Data entries
★ ★ ★ ★

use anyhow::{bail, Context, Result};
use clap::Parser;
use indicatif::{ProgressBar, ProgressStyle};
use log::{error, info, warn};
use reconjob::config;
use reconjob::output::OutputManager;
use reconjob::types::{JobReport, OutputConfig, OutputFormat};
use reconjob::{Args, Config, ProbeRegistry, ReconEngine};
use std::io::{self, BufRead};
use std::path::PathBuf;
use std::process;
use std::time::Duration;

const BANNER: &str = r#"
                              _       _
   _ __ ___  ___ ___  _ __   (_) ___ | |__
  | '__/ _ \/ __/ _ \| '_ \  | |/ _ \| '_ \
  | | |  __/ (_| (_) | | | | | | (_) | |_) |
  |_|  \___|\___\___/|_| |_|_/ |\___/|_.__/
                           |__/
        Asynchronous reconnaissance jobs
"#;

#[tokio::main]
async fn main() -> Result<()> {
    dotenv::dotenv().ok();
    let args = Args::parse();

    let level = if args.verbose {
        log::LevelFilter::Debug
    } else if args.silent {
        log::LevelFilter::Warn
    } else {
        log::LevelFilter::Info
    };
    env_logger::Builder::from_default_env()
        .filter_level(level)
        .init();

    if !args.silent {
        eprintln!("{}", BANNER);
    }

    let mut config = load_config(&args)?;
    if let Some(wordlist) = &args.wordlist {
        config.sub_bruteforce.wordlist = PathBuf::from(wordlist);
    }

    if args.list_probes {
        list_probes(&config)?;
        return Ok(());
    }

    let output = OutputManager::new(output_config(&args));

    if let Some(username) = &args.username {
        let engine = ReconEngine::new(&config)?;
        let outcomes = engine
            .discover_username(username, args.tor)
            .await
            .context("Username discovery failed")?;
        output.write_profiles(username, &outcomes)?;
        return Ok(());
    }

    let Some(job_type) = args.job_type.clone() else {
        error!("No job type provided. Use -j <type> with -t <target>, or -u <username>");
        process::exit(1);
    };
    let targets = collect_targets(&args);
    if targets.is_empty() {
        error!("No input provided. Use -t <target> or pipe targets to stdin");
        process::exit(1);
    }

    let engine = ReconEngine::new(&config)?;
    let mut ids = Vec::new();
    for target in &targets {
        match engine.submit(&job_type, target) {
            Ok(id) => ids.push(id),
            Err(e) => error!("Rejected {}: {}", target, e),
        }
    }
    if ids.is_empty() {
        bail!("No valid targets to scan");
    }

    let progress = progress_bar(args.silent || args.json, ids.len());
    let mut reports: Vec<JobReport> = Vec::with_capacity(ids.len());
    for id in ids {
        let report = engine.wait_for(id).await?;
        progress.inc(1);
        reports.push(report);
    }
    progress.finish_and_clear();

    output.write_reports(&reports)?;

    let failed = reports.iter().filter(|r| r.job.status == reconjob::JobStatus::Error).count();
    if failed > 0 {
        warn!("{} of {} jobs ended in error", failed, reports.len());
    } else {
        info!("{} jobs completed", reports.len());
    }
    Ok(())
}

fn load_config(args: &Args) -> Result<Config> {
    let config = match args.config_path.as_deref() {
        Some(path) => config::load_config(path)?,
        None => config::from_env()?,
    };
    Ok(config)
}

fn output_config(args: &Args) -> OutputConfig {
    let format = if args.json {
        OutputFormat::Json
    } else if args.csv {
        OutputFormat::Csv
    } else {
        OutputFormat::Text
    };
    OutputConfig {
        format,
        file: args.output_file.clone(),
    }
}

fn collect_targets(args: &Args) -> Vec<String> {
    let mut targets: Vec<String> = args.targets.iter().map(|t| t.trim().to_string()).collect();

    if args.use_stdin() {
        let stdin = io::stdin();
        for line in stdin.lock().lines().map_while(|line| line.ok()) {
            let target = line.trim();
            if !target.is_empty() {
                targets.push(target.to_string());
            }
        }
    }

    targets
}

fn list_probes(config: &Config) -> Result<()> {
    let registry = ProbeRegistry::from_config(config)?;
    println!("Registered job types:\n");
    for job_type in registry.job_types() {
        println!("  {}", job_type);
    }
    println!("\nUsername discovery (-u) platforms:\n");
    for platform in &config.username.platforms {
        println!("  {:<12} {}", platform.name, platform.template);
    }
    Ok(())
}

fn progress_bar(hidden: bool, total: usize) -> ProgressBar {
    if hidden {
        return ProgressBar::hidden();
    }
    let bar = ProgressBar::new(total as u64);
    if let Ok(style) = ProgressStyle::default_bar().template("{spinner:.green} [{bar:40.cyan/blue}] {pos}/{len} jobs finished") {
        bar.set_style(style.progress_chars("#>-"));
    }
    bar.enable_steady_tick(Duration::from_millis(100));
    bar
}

★ ★ ★ ★

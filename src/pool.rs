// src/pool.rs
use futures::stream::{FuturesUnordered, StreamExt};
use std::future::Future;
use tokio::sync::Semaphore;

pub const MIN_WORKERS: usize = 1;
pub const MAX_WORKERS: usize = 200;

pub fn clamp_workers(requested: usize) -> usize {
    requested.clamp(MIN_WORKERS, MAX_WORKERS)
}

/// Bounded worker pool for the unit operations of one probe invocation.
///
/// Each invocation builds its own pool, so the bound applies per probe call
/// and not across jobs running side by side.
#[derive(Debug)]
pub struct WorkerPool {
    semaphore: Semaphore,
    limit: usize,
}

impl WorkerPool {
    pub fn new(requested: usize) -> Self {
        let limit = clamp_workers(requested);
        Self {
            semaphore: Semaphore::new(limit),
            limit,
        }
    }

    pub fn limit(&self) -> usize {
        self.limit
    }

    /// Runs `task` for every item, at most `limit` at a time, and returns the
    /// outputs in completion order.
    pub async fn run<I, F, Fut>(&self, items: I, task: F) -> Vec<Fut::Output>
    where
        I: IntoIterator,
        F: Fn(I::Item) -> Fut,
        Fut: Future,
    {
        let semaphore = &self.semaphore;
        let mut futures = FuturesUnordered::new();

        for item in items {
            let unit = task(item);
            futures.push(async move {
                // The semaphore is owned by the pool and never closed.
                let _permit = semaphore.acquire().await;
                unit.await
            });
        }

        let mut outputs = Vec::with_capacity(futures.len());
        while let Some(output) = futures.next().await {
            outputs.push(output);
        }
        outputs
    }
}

★ ★ ★ ★

DIRECTIONS
Beginning at the line with "fn list_probes(config: &Config)" and stopping after the line with "let bar = ProgressBar::new(total as u64);", please write out every line of the data above exactly and nothing else.

RESULT FOR THIS EXERCISE
fn list_probes(config: &Config) -> Result<()> {
    let registry = ProbeRegistry::from_config(config)?;
    println!("Registered job types:\n");
    for job_type in registry.job_types() {
        println!("  {}", job_type);
    }
    println!("\nUsername discovery (-u) platforms:\n");
    for platform in &config.username.platforms {
        println!("  {:<12} {}", platform.name, platform.template);
    }
    Ok(())
}

fn progress_bar(hidden: bool, total: usize) -> ProgressBar {
    if hidden {
        return ProgressBar::hidden();
    }
    let bar = ProgressBar::new(total as u64);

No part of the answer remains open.